A la base partie pour aider son mari, sa fille et ses parents en difficulté financière, elle se retrouve loin d'eux, et dans l'impossibilité de les rejoindre. En efffet, le droit sud-coréen ne l'autorise pas à rejoindre son pays d'origine. «Je veux avant tout que l'on reconnaisse que je ne suis pas un traître, que je n'ai jamais, jamais oublié ma mère patrie, même le temps d'un battement de cil». Pour prouver sa bonne foi, Mme Kim déclare au New York Times que les quatre derniers chiffres de son numéro de téléphone correspondent à la date de naissance de Kim Il-sung, (fondateur et premier dirigeant de la Corée du nord, ndlr), jurant qu'elle l'adorait «comme mon propre père biologique». Et de rappeler que oui, elle a bien pleuré en chantant l'hymne nord-coréen lors d'un match de football en 2013.
Même si son mari est médecin à Pyongyang, la capitale nord-coréenne, et donc plutôt bien loti, les revenus du couple ne lui permettaient pas d'avoir accès aux soins médicaux dont elle avait besoin. L'objectif, à la base, était de partir quelques mois après son séjour en Chine, d'envoyer de l'argent à sa famille et de revenir aussitôt.
Un responsable du ministère des Affaires étrangères souhaitant rester anonyme a déclaré aux New York Times : «Nous connaissons sa triste histoire, mais en ce moment, en vertu de la loi actuelle, nous ne voyons rien que nous puissions faire pour elle.»
Prête à tout, elle se lance dans l'espionnage
Et c'est justement le sort de sa famille qui l'inquiète.

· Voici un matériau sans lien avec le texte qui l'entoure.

//! Deciding what a single argument is, and taking long options apart.
//!
//! Everything here is a pure function of one argument and the settings.
//! The parser never rewrites its input, so these can be called on the same
//! argument any number of times with the same result.

use crate::config::Config;
use crate::options::Registry;

/// What kind of argument a token is.
#[derive(Debug, Clone, Copy, PartialEq, Eq)]
pub enum TokenKind {
    /// `--name`, `--name=value`, or with the matching conventions enabled
    /// `/name` and `-name`.
    LongOption,
    /// One or more short options, possibly followed by an argument: `-abc`,
    /// `-ofile`, and `/x` with Windows conventions.
    ShortCluster,
    /// Exactly `--`.
    DoubleDash,
    /// Anything else, including `-` on its own.
    Operand,
}

/// Classify `token`.
///
/// The Windows and PowerShell long forms are ambiguous with short options,
/// so they are only recognized when the name is registered: with PowerShell
/// conventions `-verbose` is a long option if `verbose` is known, and a
/// cluster of seven short options otherwise.
pub fn classify(token: &str, config: &Config, registry: &Registry) -> TokenKind {
    if token == "--" {
        return TokenKind::DoubleDash;
    }
    if token.starts_with("--") {
        return TokenKind::LongOption;
    }

    let slash = config.allow_windows_conventions && token.starts_with('/');
    let dash = config.allow_powershell_conventions && token.starts_with('-');
    if (slash || dash) && !config.only_short_opts && token.len() > 1 {
        let (name, _) = extract(token, config.allow_windows_conventions);
        if registry.find_by_name(name).is_some() {
            return TokenKind::LongOption;
        }
    }

    if is_short_cluster(token, config.allow_windows_conventions) {
        return TokenKind::ShortCluster;
    }
    TokenKind::Operand
}

/// True if `token` would be taken as an option (or `--`) rather than a value.
pub fn is_option(token: &str, config: &Config, registry: &Registry) -> bool {
    classify(token, config, registry) != TokenKind::Operand
}

fn is_short_cluster(token: &str, windows: bool) -> bool {
    let mut chars = token.chars();
    match chars.next() {
        Some('-') => (),
        Some('/') if windows => (),
        _ => return false,
    }
    matches!(chars.next(), Some(ch) if ch != '-')
}

/// Remove the option prefix: `--`, `-`, or with Windows conventions `/`.
///
/// Only one prefix is removed, so an already stripped name comes back
/// unchanged unless it starts with a prefix character itself.
pub fn strip_prefix(token: &str, windows: bool) -> &str {
    if let Some(rest) = token.strip_prefix("--") {
        rest
    } else if let Some(rest) = token.strip_prefix('-') {
        rest
    } else if windows {
        token.strip_prefix('/').unwrap_or(token)
    } else {
        token
    }
}

/// Split a long option into its name and inline value.
///
/// The value is separated by the first `=` or whitespace character, and
/// with Windows conventions also by `:`. The name comes back without its
/// prefix. No lookup happens here.
///
/// ```
/// use optscan::classify::extract;
///
/// assert_eq!(extract("--config=a.json", false), ("config", Some("a.json")));
/// assert_eq!(extract("/config:a.json", true), ("config", Some("a.json")));
/// assert_eq!(extract("--config", false), ("config", None));
/// ```
pub fn extract(token: &str, windows: bool) -> (&str, Option<&str>) {
    let body = strip_prefix(token, windows);
    let separator = body.char_indices().find(|&(_, ch)| {
        ch == '=' || ch.is_whitespace() || (windows && ch == ':')
    });
    match separator {
        Some((ind, ch)) => (&body[..ind], Some(&body[ind + ch.len_utf8()..])),
        None => (body, None),
    }
}
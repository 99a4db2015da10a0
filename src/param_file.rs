//! Parameter files: `@path` arguments replaced by the contents of `path`.
//!
//! The file holds arguments separated by whitespace or newlines. Expansion
//! happens once, before scanning, and is not recursive: an `@other` inside a
//! parameter file stays as it is.

use std::path::Path;

use crate::Error;

/// Split the contents of a parameter file into arguments.
pub fn split_tokens(text: &str) -> impl Iterator<Item = &str> {
    text.split_whitespace()
}

/// Replace every `@path` argument by the arguments read from `path`.
///
/// A lone `@` is kept as an ordinary argument.
pub fn expand<I>(args: I) -> Result<Vec<String>, Error>
where
    I: IntoIterator,
    I::Item: Into<String>,
{
    let mut expanded = Vec::new();
    for arg in args {
        let arg = arg.into();
        match arg.strip_prefix('@') {
            Some(path) if !path.is_empty() => {
                let path = Path::new(path);
                let text = std::fs::read_to_string(path).map_err(|source| Error::ParamFile {
                    path: path.to_owned(),
                    source,
                })?;
                let before = expanded.len();
                expanded.extend(split_tokens(&text).map(str::to_owned));
                tracing::debug!(
                    path = %path.display(),
                    count = expanded.len() - before,
                    "expanded parameter file"
                );
            }
            _ => expanded.push(arg),
        }
    }
    Ok(expanded)
}

#[cfg(test)]
mod tests {
    use super::*;
    use std::io::Write;

    #[test]
    fn test_split_tokens() {
        let tokens: Vec<_> = split_tokens("-v\n--config  a.json\r\n\t-x\n").collect();
        assert_eq!(tokens, ["-v", "--config", "a.json", "-x"]);
        assert_eq!(split_tokens("  \n").count(), 0);
    }

    #[test]
    fn test_expand() -> Result<(), Error> {
        let mut file = tempfile::NamedTempFile::new().unwrap();
        writeln!(file, "-h --config\nsettings.json @nested").unwrap();
        let param = format!("@{}", file.path().display());

        let args = expand(vec!["-v".to_string(), param, "tail".to_string()])?;
        assert_eq!(
            args,
            ["-v", "-h", "--config", "settings.json", "@nested", "tail"]
        );
        Ok(())
    }

    #[test]
    fn test_expand_empty_file() -> Result<(), Error> {
        let file = tempfile::NamedTempFile::new().unwrap();
        let param = format!("@{}", file.path().display());
        assert_eq!(expand(vec!["a", param.as_str(), "b"])?, ["a", "b"]);
        Ok(())
    }

    #[test]
    fn test_lone_at() -> Result<(), Error> {
        assert_eq!(expand(vec!["@", "x"])?, ["@", "x"]);
        Ok(())
    }

    #[test]
    fn test_missing_file() {
        let dir = tempfile::tempdir().unwrap();
        let missing = dir.path().join("nope.txt");
        match expand(vec![format!("@{}", missing.display())]) {
            Err(Error::ParamFile { path, .. }) => assert_eq!(path, missing),
            other => panic!("{:?}", other),
        }
    }
}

Son absence prolongée pourrait lui valoir des ennuis. Dès lors, tous les moyens sont bons pour retourner au pays. Elle tente, une nouvelle fois, d'entrer en contact avec un passeur, en vain. Elle harcèle littéralement l'ambassade de Corée du Nord en Chine, qui dit ne rien pouvoir faire pour elle. Finalement, elle pense même à se faire fabriquer un faux passeport, n'ayant pas le sien en sa possession.
C'est face à tous ces efforts vains qu'elle pense à l'espionnage, voire à la délation. Kim Ryen-hi commence à récolter des informations personnelles de citoyens nord-coréens transfuges pour les communiquer à son pays d'origine. Téléphones portables, adresses, elle note tout, desespérée. L'idée est en fait de se faire remarquer par les autorités sud-coréennes : «J'ai pensé bêtement que si j'étais repérée, ils me considéreraient comme un fauteur de trouble et me renverraient au pays». Toujours rien. Elle se dénonce elle-même à la police.
Aucune chance de revoir sa famille
Malheureusement pour Kim Ryen-hi, Séoul ne déporte pas les personnes accusées d'espionnage. En juillet 2014, Kim Ryen-hi est arrêtée et mise en examen pour espionnage et contrefaçon de passeport. La justice la condamne à deux ans de prison, puis la remet en liberté surveillée au bout de neuf mois. Le fait d'avoir avoué a malgré tout été considéré comme une circonstance atténuante. Pour voir sa peine abaissée, Mme Kim a changé plusieurs fois sa version des faits, affirmant dans un second temps que Pyongyang lui avait ordonné d'espionner pour elle, et ensuite qu'elle faisait simplement semblant d'espionner pour être extradée.
Malheureusement, il n'existe pas de réglementation autour d'un tel cas. A moins qu'un accord spécial soit passé entre les deux pays, Mme Kim a très peu de chance de revoir sa famille. La Corée du Sud a une politique stricte concernant le rapatriement d'espions condamnés et ne l'a fait que deux fois, en 1993 et en 2000, comme geste de bonne volonté dans le cadre de négociations bilatérales.
Depuis les années 1990, 28.000 Nord-Coréens ont fui vers la Corée du Sud. Des centaines de familles ont été détruites. Mais le cas de Kim Ryen-hi est une première.